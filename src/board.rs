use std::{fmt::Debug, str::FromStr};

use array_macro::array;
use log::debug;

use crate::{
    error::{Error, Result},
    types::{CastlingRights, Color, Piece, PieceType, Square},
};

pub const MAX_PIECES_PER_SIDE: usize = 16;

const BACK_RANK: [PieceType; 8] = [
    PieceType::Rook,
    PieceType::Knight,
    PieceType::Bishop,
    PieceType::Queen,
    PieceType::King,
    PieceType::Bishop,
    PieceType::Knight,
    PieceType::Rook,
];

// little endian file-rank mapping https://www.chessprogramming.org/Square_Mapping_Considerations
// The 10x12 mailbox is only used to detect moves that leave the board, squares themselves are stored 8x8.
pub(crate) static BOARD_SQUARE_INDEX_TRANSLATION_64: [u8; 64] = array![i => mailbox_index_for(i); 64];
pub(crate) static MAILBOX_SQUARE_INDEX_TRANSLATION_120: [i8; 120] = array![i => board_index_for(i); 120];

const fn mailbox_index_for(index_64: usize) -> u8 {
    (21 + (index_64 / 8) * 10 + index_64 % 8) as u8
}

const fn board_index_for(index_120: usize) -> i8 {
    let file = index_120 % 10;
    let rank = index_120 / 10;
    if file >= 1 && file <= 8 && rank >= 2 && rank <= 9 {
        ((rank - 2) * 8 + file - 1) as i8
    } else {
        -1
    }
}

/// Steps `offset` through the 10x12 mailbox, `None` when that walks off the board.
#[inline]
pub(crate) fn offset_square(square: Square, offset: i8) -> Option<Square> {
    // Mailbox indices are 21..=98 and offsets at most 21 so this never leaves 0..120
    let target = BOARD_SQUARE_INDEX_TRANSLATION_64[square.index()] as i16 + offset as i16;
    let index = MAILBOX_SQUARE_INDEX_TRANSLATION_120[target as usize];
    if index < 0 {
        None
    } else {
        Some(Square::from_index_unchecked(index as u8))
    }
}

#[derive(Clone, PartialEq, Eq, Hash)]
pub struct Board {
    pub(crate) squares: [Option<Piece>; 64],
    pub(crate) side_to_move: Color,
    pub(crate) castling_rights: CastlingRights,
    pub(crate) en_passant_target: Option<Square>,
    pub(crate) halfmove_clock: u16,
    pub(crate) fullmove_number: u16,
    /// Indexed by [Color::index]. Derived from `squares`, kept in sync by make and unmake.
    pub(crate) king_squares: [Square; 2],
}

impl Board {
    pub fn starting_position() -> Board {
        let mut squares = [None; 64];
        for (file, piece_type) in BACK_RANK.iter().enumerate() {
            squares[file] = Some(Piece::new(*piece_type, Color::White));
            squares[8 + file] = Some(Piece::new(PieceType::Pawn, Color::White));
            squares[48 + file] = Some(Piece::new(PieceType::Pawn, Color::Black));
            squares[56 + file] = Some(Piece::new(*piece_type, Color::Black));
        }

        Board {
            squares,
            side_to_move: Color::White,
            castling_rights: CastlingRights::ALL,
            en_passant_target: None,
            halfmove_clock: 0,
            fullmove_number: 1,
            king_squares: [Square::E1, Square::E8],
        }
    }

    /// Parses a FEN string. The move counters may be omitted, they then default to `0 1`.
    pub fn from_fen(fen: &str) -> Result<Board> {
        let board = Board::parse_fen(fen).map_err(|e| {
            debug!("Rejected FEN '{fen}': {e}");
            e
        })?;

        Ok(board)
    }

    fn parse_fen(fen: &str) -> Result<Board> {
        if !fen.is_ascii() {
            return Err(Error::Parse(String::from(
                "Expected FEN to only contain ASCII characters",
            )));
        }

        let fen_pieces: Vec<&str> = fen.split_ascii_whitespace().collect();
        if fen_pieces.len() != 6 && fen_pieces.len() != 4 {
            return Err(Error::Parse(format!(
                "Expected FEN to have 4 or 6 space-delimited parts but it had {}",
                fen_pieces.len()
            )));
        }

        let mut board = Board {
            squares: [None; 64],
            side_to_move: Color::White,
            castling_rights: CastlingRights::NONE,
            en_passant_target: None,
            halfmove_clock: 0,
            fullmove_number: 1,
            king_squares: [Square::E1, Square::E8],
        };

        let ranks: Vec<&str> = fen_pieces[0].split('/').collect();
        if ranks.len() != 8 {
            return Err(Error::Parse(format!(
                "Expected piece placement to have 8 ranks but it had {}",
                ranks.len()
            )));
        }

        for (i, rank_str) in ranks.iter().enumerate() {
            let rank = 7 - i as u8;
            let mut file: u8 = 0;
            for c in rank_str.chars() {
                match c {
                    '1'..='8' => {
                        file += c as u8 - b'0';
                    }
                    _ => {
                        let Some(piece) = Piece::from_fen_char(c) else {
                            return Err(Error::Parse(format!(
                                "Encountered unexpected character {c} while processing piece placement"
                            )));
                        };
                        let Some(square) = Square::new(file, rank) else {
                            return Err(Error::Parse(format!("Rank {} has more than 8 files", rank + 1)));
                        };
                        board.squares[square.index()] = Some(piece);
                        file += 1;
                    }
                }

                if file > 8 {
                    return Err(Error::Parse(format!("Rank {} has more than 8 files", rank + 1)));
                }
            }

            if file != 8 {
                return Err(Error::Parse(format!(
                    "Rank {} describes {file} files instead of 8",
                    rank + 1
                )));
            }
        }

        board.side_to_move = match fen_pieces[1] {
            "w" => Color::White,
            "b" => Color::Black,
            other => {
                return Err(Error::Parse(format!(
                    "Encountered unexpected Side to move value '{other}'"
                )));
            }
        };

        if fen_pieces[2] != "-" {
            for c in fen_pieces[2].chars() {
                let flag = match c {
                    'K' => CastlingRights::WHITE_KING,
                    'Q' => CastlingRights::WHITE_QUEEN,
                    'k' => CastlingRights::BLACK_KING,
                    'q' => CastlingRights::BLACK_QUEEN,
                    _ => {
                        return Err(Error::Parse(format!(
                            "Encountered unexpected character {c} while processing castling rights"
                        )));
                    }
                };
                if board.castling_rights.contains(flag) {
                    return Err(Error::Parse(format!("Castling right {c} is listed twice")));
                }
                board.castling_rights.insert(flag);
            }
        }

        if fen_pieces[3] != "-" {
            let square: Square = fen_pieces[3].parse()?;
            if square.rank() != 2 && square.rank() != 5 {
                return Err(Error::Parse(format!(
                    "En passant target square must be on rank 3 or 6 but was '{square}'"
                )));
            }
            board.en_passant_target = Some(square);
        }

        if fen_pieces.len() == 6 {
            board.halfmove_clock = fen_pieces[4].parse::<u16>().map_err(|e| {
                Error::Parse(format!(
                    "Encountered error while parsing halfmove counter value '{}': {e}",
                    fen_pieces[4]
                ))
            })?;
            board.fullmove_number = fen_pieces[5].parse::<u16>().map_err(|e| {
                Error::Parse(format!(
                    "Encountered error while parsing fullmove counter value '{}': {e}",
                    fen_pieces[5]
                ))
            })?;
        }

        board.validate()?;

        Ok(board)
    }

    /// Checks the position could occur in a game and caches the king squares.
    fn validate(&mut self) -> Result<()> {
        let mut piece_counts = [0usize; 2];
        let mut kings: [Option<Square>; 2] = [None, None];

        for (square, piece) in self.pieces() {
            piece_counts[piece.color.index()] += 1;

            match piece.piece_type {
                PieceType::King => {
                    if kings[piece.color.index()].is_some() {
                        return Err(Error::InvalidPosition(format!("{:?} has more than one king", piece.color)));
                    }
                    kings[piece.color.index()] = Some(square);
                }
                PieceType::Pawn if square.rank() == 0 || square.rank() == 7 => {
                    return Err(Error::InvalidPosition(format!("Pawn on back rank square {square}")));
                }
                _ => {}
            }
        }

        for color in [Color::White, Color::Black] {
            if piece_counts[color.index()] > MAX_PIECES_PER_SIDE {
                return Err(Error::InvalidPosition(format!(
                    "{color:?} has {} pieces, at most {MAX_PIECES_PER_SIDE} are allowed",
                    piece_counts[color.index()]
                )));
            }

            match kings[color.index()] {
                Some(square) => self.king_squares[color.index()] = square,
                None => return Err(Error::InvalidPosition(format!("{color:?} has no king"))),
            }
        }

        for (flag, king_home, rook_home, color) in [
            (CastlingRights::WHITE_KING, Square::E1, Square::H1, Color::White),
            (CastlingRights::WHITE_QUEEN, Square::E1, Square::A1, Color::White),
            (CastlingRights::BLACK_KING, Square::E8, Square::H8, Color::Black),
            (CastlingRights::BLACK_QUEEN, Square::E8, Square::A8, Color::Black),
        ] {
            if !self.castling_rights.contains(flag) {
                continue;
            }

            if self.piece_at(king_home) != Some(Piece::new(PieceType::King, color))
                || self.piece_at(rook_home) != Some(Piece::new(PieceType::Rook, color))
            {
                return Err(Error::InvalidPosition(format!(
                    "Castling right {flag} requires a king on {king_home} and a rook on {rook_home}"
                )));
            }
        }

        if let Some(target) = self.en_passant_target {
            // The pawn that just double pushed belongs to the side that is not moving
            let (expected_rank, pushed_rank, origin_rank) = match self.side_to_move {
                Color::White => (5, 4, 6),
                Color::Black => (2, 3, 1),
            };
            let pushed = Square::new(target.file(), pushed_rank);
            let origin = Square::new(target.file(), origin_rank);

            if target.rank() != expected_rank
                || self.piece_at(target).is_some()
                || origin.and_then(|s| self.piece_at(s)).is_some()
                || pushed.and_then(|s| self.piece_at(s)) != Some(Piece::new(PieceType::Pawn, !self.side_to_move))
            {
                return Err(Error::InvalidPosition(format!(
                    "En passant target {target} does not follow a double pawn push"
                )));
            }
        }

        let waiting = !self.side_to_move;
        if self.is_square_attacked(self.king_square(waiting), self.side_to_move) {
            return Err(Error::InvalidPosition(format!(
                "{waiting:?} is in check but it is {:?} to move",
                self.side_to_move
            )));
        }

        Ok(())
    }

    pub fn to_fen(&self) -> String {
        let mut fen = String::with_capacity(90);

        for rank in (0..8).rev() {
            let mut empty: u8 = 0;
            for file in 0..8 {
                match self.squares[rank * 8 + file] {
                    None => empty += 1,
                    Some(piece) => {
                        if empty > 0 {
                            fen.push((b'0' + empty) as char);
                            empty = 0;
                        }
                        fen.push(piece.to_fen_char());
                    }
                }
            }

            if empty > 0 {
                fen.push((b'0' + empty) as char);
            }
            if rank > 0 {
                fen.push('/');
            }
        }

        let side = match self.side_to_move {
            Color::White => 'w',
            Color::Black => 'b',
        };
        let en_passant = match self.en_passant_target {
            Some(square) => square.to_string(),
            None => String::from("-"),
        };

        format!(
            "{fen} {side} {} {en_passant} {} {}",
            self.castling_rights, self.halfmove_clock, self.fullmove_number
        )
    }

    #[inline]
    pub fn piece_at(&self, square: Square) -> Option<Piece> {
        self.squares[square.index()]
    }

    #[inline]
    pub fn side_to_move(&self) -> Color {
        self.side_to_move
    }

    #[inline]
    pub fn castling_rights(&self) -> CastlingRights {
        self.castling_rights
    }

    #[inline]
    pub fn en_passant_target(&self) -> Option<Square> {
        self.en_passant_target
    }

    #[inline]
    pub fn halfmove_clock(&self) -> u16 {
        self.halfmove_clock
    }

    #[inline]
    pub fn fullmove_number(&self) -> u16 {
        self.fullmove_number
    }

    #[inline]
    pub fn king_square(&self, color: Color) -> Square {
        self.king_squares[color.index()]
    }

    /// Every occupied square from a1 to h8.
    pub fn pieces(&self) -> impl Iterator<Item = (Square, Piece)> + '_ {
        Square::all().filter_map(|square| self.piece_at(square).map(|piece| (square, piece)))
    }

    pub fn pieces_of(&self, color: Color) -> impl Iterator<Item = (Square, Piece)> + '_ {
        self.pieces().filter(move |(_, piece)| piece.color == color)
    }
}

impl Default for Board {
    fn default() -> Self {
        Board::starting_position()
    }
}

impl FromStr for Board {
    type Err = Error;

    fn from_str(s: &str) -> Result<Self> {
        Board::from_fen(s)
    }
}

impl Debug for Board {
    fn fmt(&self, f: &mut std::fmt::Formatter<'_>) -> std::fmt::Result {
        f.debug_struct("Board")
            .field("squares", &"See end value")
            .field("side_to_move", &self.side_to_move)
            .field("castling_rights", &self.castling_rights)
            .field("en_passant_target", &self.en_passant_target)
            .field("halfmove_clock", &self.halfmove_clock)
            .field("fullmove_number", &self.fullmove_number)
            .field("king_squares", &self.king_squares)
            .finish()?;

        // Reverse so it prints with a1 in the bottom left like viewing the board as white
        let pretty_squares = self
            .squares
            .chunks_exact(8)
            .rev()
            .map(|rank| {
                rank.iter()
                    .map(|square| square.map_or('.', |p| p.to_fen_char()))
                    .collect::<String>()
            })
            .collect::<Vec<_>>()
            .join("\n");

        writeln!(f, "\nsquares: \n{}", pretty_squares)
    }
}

--------

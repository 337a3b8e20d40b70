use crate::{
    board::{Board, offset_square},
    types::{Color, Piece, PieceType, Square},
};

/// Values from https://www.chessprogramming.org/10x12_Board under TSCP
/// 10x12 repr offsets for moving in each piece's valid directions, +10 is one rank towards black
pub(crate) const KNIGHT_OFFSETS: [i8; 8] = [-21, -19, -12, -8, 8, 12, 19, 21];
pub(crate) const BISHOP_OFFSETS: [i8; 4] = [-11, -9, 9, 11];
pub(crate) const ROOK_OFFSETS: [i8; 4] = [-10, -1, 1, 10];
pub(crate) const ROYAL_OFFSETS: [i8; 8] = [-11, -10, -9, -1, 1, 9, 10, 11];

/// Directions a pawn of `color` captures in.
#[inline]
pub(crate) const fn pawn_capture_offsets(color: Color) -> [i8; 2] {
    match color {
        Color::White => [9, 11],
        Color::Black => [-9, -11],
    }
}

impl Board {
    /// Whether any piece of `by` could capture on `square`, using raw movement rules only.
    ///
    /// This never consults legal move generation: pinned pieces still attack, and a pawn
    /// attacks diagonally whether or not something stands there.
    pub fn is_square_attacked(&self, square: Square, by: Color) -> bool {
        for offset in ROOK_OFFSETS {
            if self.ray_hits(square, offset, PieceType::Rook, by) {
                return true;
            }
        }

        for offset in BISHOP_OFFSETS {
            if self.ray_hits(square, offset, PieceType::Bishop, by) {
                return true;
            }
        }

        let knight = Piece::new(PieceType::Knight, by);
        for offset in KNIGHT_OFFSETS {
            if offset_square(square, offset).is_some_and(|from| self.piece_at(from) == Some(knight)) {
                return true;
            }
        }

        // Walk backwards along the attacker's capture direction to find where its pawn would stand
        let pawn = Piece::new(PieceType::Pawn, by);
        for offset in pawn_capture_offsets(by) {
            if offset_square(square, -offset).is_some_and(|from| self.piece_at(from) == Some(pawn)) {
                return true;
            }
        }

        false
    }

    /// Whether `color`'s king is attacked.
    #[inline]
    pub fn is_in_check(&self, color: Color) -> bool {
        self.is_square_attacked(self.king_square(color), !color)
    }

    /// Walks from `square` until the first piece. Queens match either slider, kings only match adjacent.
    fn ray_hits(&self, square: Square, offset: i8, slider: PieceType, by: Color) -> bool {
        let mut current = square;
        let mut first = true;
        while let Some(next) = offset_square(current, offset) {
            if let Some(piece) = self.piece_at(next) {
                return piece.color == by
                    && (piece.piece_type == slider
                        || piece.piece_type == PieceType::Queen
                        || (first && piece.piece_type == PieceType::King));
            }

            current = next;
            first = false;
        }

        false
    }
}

--------

• What you are asked to do: Of all the lines in the data above, show only those that hold the word "kings".

• Solution for this problem:
        let mut kings: [Option<Square>; 2] = [None, None];
                    if kings[piece.color.index()].is_some() {
                    kings[piece.color.index()] = Some(square);
            match kings[color.index()] {
    /// Walks from `square` until the first piece. Queens match either slider, kings only match adjacent.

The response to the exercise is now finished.